I wanted a new bodice to go with the bustle skirt I wear to the AnimeIowa Convention. 
The skirt and bodice are patterns by Truly Victorian, TV 216 and TV405. I love this dress with the fiery heat of a thousand suns, but Iowa in late July is hot as balls, as the young people say. Or at least they used to, I dunno. I'm old and tragically un-hip and chronically late to the pop culture party. 
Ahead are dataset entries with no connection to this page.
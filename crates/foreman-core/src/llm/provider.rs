use anyhow::Result;
use async_trait::async_trait;
#[allow(deprecated)]
use rig::client::completion::CompletionModelHandle;
use rig::completion::{self, CompletionModel, CompletionRequest, Message};
use rig::message::{AssistantContent, Text, ToolResult, ToolResultContent, UserContent};
use rig::OneOrMany;
use tracing::debug;

use super::{ChatMessage, InvocationRequest, ModelGateway, ModelResponse, Role, ToolDefinition};

/// [`ModelGateway`] backed by a rig completion model.
///
/// Uses rig only for the HTTP exchange; the tool loop itself is driven by
/// [`crate::AgentLoop`], so every request carries the whole projected
/// conversation.
#[allow(deprecated)]
pub struct RigGateway {
    model: CompletionModelHandle<'static>,
    model_name: String,
    temperature: f64,
    max_tokens: u64,
}

#[allow(deprecated)]
impl RigGateway {
    pub fn new(model: CompletionModelHandle<'static>, model_name: impl Into<String>) -> Self {
        Self {
            model,
            model_name: model_name.into(),
            temperature: 0.7,
            max_tokens: 8192,
        }
    }

    pub fn with_temperature(mut self, temperature: f64) -> Self {
        self.temperature = temperature;
        self
    }

    pub fn with_max_tokens(mut self, max_tokens: u64) -> Self {
        self.max_tokens = max_tokens;
        self
    }

    pub fn model_name(&self) -> &str {
        &self.model_name
    }
}

#[allow(deprecated)]
#[async_trait]
impl ModelGateway for RigGateway {
    async fn complete(
        &self,
        messages: &[ChatMessage],
        tools: &[ToolDefinition],
    ) -> Result<ModelResponse> {
        let (preamble, history) = to_rig_messages(messages);
        let history_len = history.len();
        let chat_history = OneOrMany::many(history)
            .map_err(|_| anyhow::anyhow!("conversation has no messages to send"))?;

        let request = CompletionRequest {
            preamble,
            chat_history,
            documents: Vec::new(),
            tools: tools
                .iter()
                .map(|t| completion::ToolDefinition {
                    name: t.name.clone(),
                    description: t.description.clone(),
                    parameters: t.parameters.clone(),
                })
                .collect(),
            temperature: Some(self.temperature),
            max_tokens: Some(self.max_tokens),
            tool_choice: None,
            additional_params: None,
        };

        debug!(
            "LLM request to {}: {history_len} messages, {} tools",
            self.model_name,
            tools.len()
        );

        let response = self
            .model
            .completion(request)
            .await
            .map_err(|e| anyhow::anyhow!("LLM completion error: {e}"))?;

        Ok(from_rig_choice(response.choice.iter()))
    }
}

/// Split projected messages into rig's preamble + chat history.
///
/// Consecutive tool results are folded into a single user message, which is
/// how rig providers expect them.
fn to_rig_messages(messages: &[ChatMessage]) -> (Option<String>, Vec<Message>) {
    let mut preamble: Option<String> = None;
    let mut history = Vec::new();
    let mut pending_results: Vec<UserContent> = Vec::new();

    for msg in messages {
        if msg.role != Role::Tool {
            flush_results(&mut pending_results, &mut history);
        }
        let text = msg.content.clone().unwrap_or_default();
        match msg.role {
            Role::System => match preamble.as_mut() {
                Some(existing) => {
                    existing.push_str("\n\n");
                    existing.push_str(&text);
                }
                None => preamble = Some(text),
            },
            Role::User => history.push(Message::User {
                content: OneOrMany::one(UserContent::Text(Text { text })),
            }),
            Role::Assistant => {
                let mut parts: Vec<AssistantContent> = Vec::new();
                if !text.is_empty() || msg.tool_calls.is_empty() {
                    parts.push(AssistantContent::Text(Text { text }));
                }
                for call in &msg.tool_calls {
                    let arguments = serde_json::from_str(&call.function.arguments)
                        .unwrap_or_else(|_| {
                            serde_json::Value::String(call.function.arguments.clone())
                        });
                    parts.push(AssistantContent::tool_call(
                        call.id.clone(),
                        call.function.name.clone(),
                        arguments,
                    ));
                }
                if let Ok(content) = OneOrMany::many(parts) {
                    history.push(Message::Assistant { id: None, content });
                }
            }
            Role::Tool => pending_results.push(UserContent::ToolResult(ToolResult {
                id: msg.tool_call_id.clone().unwrap_or_default(),
                call_id: None,
                content: OneOrMany::one(ToolResultContent::Text(Text { text })),
            })),
        }
    }
    flush_results(&mut pending_results, &mut history);

    (preamble, history)
}

fn flush_results(pending: &mut Vec<UserContent>, history: &mut Vec<Message>) {
    if pending.is_empty() {
        return;
    }
    if let Ok(content) = OneOrMany::many(std::mem::take(pending)) {
        history.push(Message::User { content });
    }
}

fn from_rig_choice<'a>(choice: impl Iterator<Item = &'a AssistantContent>) -> ModelResponse {
    let mut text = String::new();
    let mut tool_calls = Vec::new();

    for content in choice {
        match content {
            AssistantContent::Text(t) => text.push_str(&t.text),
            AssistantContent::ToolCall(tc) => tool_calls.push(InvocationRequest::new(
                tc.id.clone(),
                tc.function.name.clone(),
                tc.function.arguments.to_string(),
            )),
            _ => {}
        }
    }

    ModelResponse {
        content: if text.is_empty() { None } else { Some(text) },
        tool_calls,
    }
}

#[cfg(test)]
mod tests {
    use super::*;
    use crate::llm::ToolCallRecord;

    #[test]
    fn system_becomes_preamble_and_results_are_grouped() {
        let first = InvocationRequest::new("a", "read", r#"{"file_path":"x"}"#);
        let second = InvocationRequest::new("b", "glob", r#"{"pattern":"*.rs"}"#);
        let messages = vec![
            ChatMessage::text(Role::System, "be brief"),
            ChatMessage::text(Role::User, "look around"),
            ChatMessage {
                role: Role::Assistant,
                content: None,
                tool_calls: vec![ToolCallRecord::from(&first), ToolCallRecord::from(&second)],
                tool_call_id: None,
            },
            ChatMessage {
                tool_call_id: Some("a".into()),
                ..ChatMessage::text(Role::Tool, "contents")
            },
            ChatMessage {
                tool_call_id: Some("b".into()),
                ..ChatMessage::text(Role::Tool, "main.rs")
            },
        ];

        let (preamble, history) = to_rig_messages(&messages);
        assert_eq!(preamble.as_deref(), Some("be brief"));
        // user, assistant(tool calls), user(two tool results)
        assert_eq!(history.len(), 3);
        match &history[2] {
            Message::User { content } => assert_eq!(content.iter().count(), 2),
            other => panic!("expected grouped tool results, got {other:?}"),
        }
    }

    #[test]
    fn choice_with_tool_calls_maps_to_invocations() {
        let choice = vec![
            AssistantContent::Text(Text {
                text: String::new(),
            }),
            AssistantContent::tool_call("call_1", "bash", serde_json::json!({"command": "ls"})),
        ];
        let response = from_rig_choice(choice.iter());
        assert!(response.content.is_none());
        assert_eq!(response.tool_calls.len(), 1);
        assert_eq!(response.tool_calls[0].name, "bash");
        let args: serde_json::Value =
            serde_json::from_str(&response.tool_calls[0].arguments).unwrap();
        assert_eq!(args["command"], "ls");
    }

    #[test]
    fn text_only_choice_is_final_answer() {
        let choice = vec![AssistantContent::Text(Text {
            text: "done".into(),
        })];
        let response = from_rig_choice(choice.iter());
        assert_eq!(response.content.as_deref(), Some("done"));
        assert!(!response.has_tool_calls());
    }
}
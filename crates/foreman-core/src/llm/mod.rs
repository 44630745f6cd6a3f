//! Boundary to the language model.
//!
//! The agent only needs one operation from a provider: given the projected
//! conversation and the offered tools, return either text or a list of tool
//! calls. Everything provider-specific lives behind [`ModelGateway`].

pub mod provider;
#[cfg(test)]
pub(crate) mod scripted;

use anyhow::Result;
use async_trait::async_trait;
use serde::{Deserialize, Serialize};

pub use provider::RigGateway;

#[derive(Debug, Clone, Copy, PartialEq, Eq, Serialize, Deserialize)]
#[serde(rename_all = "lowercase")]
pub enum Role {
    System,
    User,
    Assistant,
    Tool,
}

/// A tool call proposed by the model, awaiting execution.
///
/// `arguments` is the raw JSON text as the provider sent it; it is parsed
/// (and may fail to parse) only when the call is executed.
#[derive(Debug, Clone, PartialEq, Eq, Serialize, Deserialize)]
pub struct InvocationRequest {
    pub id: String,
    pub name: String,
    pub arguments: String,
}

impl InvocationRequest {
    pub fn new(
        id: impl Into<String>,
        name: impl Into<String>,
        arguments: impl Into<String>,
    ) -> Self {
        Self {
            id: id.into(),
            name: name.into(),
            arguments: arguments.into(),
        }
    }
}

/// Tool call in the OpenAI chat wire shape.
#[derive(Debug, Clone, PartialEq, Eq, Serialize, Deserialize)]
pub struct ToolCallRecord {
    pub id: String,
    #[serde(rename = "type")]
    pub kind: String,
    pub function: FunctionCall,
}

#[derive(Debug, Clone, PartialEq, Eq, Serialize, Deserialize)]
pub struct FunctionCall {
    pub name: String,
    pub arguments: String,
}

impl From<&InvocationRequest> for ToolCallRecord {
    fn from(call: &InvocationRequest) -> Self {
        Self {
            id: call.id.clone(),
            kind: "function".to_string(),
            function: FunctionCall {
                name: call.name.clone(),
                arguments: call.arguments.clone(),
            },
        }
    }
}

/// One entry of the flat request a gateway receives.
#[derive(Debug, Clone, PartialEq, Eq, Serialize, Deserialize)]
pub struct ChatMessage {
    pub role: Role,
    pub content: Option<String>,
    #[serde(default, skip_serializing_if = "Vec::is_empty")]
    pub tool_calls: Vec<ToolCallRecord>,
    #[serde(default, skip_serializing_if = "Option::is_none")]
    pub tool_call_id: Option<String>,
}

impl ChatMessage {
    pub fn text(role: Role, content: impl Into<String>) -> Self {
        Self {
            role,
            content: Some(content.into()),
            tool_calls: Vec::new(),
            tool_call_id: None,
        }
    }
}

/// Declared shape of a tool, as offered to the model.
#[derive(Debug, Clone, PartialEq, Serialize, Deserialize)]
pub struct ToolDefinition {
    pub name: String,
    pub description: String,
    pub parameters: serde_json::Value,
}

/// What the model answered: final text, or tool calls to run first.
#[derive(Debug, Clone, Default, PartialEq, Eq)]
pub struct ModelResponse {
    pub content: Option<String>,
    pub tool_calls: Vec<InvocationRequest>,
}

impl ModelResponse {
    pub fn text(content: impl Into<String>) -> Self {
        Self {
            content: Some(content.into()),
            tool_calls: Vec::new(),
        }
    }

    pub fn calls(tool_calls: Vec<InvocationRequest>) -> Self {
        Self {
            content: None,
            tool_calls,
        }
    }

    pub fn has_tool_calls(&self) -> bool {
        !self.tool_calls.is_empty()
    }
}

/// A stateless request/response function over a language model.
#[async_trait]
pub trait ModelGateway: Send + Sync {
    async fn complete(
        &self,
        messages: &[ChatMessage],
        tools: &[ToolDefinition],
    ) -> Result<ModelResponse>;
}
#![deny(
    unsafe_code,
    missing_docs,
    dead_code,
    unused_results,
    non_snake_case,
    unreachable_pub
)]

//! Frame-loop session that wires the world to every gameplay system.
//!
//! A [`Session`] owns the authoritative world plus the pure systems and pumps
//! commands through them until the frame settles. Presentation layers either
//! poll the world through [`Session::world`] or subscribe to the event stream.

use std::time::Duration;

use cube_roll_core::{Command, Event, EventChannel, GridPos, RollTrigger, SubscriptionId, TaskId};
use cube_roll_level::{level_name, LevelError, LevelSource};
use cube_roll_system_pressure::{Config as PressureConfig, PressureController};
use cube_roll_system_reaction::ReactionEngine;
use cube_roll_system_rolling::RollOrchestrator;
use cube_roll_system_sequencer::{Config as SequencerConfig, LevelSequencer, SequencerState};
use cube_roll_world::{self as world, query, World, WorldConfig};

/// Upper bound on pump rounds for a single submitted command.
const MAX_PUMP_ROUNDS: usize = 1_024;

/// Aggregated configuration for a session.
#[derive(Clone, Copy, Debug, Default, PartialEq, Eq)]
pub struct SessionConfig {
    world: WorldConfig,
    pressure: PressureConfig,
    sequencer: SequencerConfig,
    advance_levels: bool,
}

impl SessionConfig {
    /// Creates a configuration from the per-system parts.
    #[must_use]
    pub const fn new(
        world: WorldConfig,
        pressure: PressureConfig,
        sequencer: SequencerConfig,
    ) -> Self {
        Self {
            world,
            pressure,
            sequencer,
            advance_levels: false,
        }
    }

    /// Makes the session load `Level_{n+1}` once level `n` is complete.
    #[must_use]
    pub const fn with_level_advance(mut self, advance: bool) -> Self {
        self.advance_levels = advance;
        self
    }

    /// World configuration.
    #[must_use]
    pub const fn world(&self) -> WorldConfig {
        self.world
    }

    /// Pressure configuration.
    #[must_use]
    pub const fn pressure(&self) -> PressureConfig {
        self.pressure
    }

    /// Sequencer configuration.
    #[must_use]
    pub const fn sequencer(&self) -> SequencerConfig {
        self.sequencer
    }

    /// Reports whether completed levels advance to the next number.
    #[must_use]
    pub const fn advances_levels(&self) -> bool {
        self.advance_levels
    }
}

/// A running game: world, systems, level source and event subscribers.
pub struct Session<S> {
    config: SessionConfig,
    world: World,
    rolling: RollOrchestrator,
    reaction: ReactionEngine,
    pressure: PressureController,
    sequencer: LevelSequencer,
    source: S,
    channel: EventChannel<Event>,
    level_number: Option<u32>,
    elapsed: Duration,
}

impl<S> Session<S>
where
    S: LevelSource,
{
    /// Creates an idle session reading levels from `source`.
    #[must_use]
    pub fn new(source: S, config: SessionConfig) -> Self {
        Self {
            config,
            world: World::with_config(config.world()),
            rolling: RollOrchestrator::new(),
            reaction: ReactionEngine::new(),
            pressure: PressureController::new(config.pressure()),
            sequencer: LevelSequencer::new(config.sequencer()),
            source,
            channel: EventChannel::new(),
            level_number: None,
            elapsed: Duration::ZERO,
        }
    }

    /// Starts part 1 of the named level.
    pub fn start_level(&mut self, name: &str) -> Result<(), LevelError> {
        self.pressure = PressureController::new(self.config.pressure());
        let mut commands = Vec::new();
        let started = self.sequencer.start(name, &self.source, &mut commands);
        self.pump(commands);
        started
    }

    /// Starts part 1 of `Level_{number}`.
    pub fn start_level_number(&mut self, number: u32) -> Result<(), LevelError> {
        self.level_number = Some(number);
        self.start_level(&level_name(number))
    }

    /// Advances the simulation by `dt`.
    pub fn step(&mut self, dt: Duration) {
        self.elapsed = self.elapsed.saturating_add(dt);
        self.submit(Command::Tick { dt });
    }

    /// Applies a command and lets every system react until the frame settles.
    pub fn submit(&mut self, command: Command) {
        self.pump(vec![command]);
        self.advance_level_if_complete();
    }

    /// Requests a manual roll of the playing layer.
    pub fn request_roll(&mut self) {
        self.submit(Command::RequestRoll {
            trigger: RollTrigger::Manual,
        });
    }

    /// Toggles the selection of the ground cube at `cell`.
    pub fn toggle_selection(&mut self, cell: GridPos) {
        self.submit(Command::ToggleSelection { cell });
    }

    /// Blows the selected ground cube.
    pub fn blow_selection(&mut self) {
        self.submit(Command::BlowSelection);
    }

    /// Blows every green ground cube regardless of the selection.
    pub fn trigger_green_reaction(&mut self) {
        self.submit(Command::TriggerGreenReaction);
    }

    /// Reports an externally driven animation as finished.
    pub fn complete_animation(&mut self, task: TaskId) {
        self.submit(Command::CompleteAnimation { task });
    }

    /// Registers a handler invoked for every event the world emits.
    pub fn subscribe<F>(&mut self, handler: F) -> SubscriptionId
    where
        F: FnMut(&Event) + 'static,
    {
        self.channel.subscribe(handler)
    }

    /// Removes exactly the handler registered under `id`.
    pub fn unsubscribe(&mut self, id: SubscriptionId) -> bool {
        self.channel.unsubscribe(id)
    }

    /// Remaining pressure in `0.0..=1.0`.
    #[must_use]
    pub fn pressure_value(&self) -> f32 {
        self.pressure.normalized()
    }

    /// Read-only access to the world for queries.
    #[must_use]
    pub fn world(&self) -> &World {
        &self.world
    }

    /// Phase of the level sequencer.
    #[must_use]
    pub fn sequencer_state(&self) -> SequencerState {
        self.sequencer.state()
    }

    /// Part of the current level being played.
    #[must_use]
    pub fn part(&self) -> u32 {
        self.sequencer.part()
    }

    /// Number of the level when it was started by number.
    #[must_use]
    pub fn level_number(&self) -> Option<u32> {
        self.level_number
    }

    /// Simulated time since the session was created.
    #[must_use]
    pub fn elapsed(&self) -> Duration {
        self.elapsed
    }

    /// Reports whether a roll sequence is being staged.
    #[must_use]
    pub fn is_rolling(&self) -> bool {
        self.rolling.is_active()
    }

    fn pump(&mut self, mut commands: Vec<Command>) {
        let mut events = Vec::new();
        let mut rounds = 0;
        while !commands.is_empty() {
            rounds += 1;
            if rounds > MAX_PUMP_ROUNDS {
                tracing::warn!(pending = commands.len(), "frame did not settle");
                return;
            }

            for command in commands.drain(..) {
                world::apply(&mut self.world, command, &mut events);
            }
            for event in &events {
                self.channel.publish(event);
            }

            let cubes = query::cube_view(&self.world);
            self.rolling.handle(&events, &cubes, &mut commands);
            self.reaction.handle(&events, &cubes, &mut commands);
            self.pressure.handle(&events, &mut commands);
            self.sequencer.handle(&events, &self.source, &mut commands);
            events.clear();
        }
    }

    fn advance_level_if_complete(&mut self) {
        if !self.config.advances_levels() || self.sequencer.state() != SequencerState::Complete {
            return;
        }
        let Some(number) = self.level_number else {
            return;
        };
        let next = number.saturating_add(1);
        match self.start_level_number(next) {
            Ok(()) => tracing::info!(level = next, "advanced to next level"),
            Err(LevelError::LevelNotFound { .. }) => {
                tracing::info!(last = number, "no further levels");
                self.level_number = None;
            }
            Err(error) => {
                tracing::warn!(level = next, %error, "next level could not be started");
                self.level_number = None;
            }
        }
    }
}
So anyway, when I saw S8114, I thought it would look great with my skirt, and I lunged! Look at that neckline, that collar! It's amazing,  It's also completely in the 1890s and my skirt is from 1875 but all ya gotta do is say 'steampunk' and all is forgiven. 
I planned to wear my new vest (for that was my intention, forget sleeves in this heat!) over a cool-to-wear blouse I love, a lacy, modified version of Kwik Sew 3668 and my TV skirt. Now, TV patterns are true to the Victorian era form and are meant to be worn over a corset. I lace my corset pretty aggressively. I may be pushing fifty, but my waist will always be thirty...inches. :D
Ordinarily I would cut a Big 4 pattern in size 18 and do a generous FBA. I've never made a Big4 pattern for my corseted figure. For this project I cut size 20, using the finished garment measurements aiming for a bust 1.5 inches over my corseted bust measurement. I added three inches in length between bust and waist and let the extra width at the waist do what it was gonna do. Whatever, that's why we have princess seams. Speaking of which, I particularly like the shoulder princess seams in S8114. 
Tested it in muslin and holla! It worked! Let's do this thing! 
My fabric is a lightweight silk probably meant for drapery. It's not so slubby that I'd call it doupionni, but definitely not smooth enough to be taffeta. I Whatever it is, when I got  a gozillion yards of it years ago to make the original bodice and skirt I washed and dried it. "Gasp!" you say?  Ain't nobody got time to fuss over fabric. Washing did change the texture a little but it does nothing to change the lustrous glow silk has. I don't wash the pieces very often but it gives me enormous peace of mind knowing I can break a sweat now and again and not have to wear it forever and ever amen. 
Anyway, it all went together without incident. Had to make some changes to the back and side back to accommodate the bustle. It's hard to see my marks but I added a good three inches in length at the hem and lots of flare for fullness over the bustle. I tapered back to the original hem length at the front.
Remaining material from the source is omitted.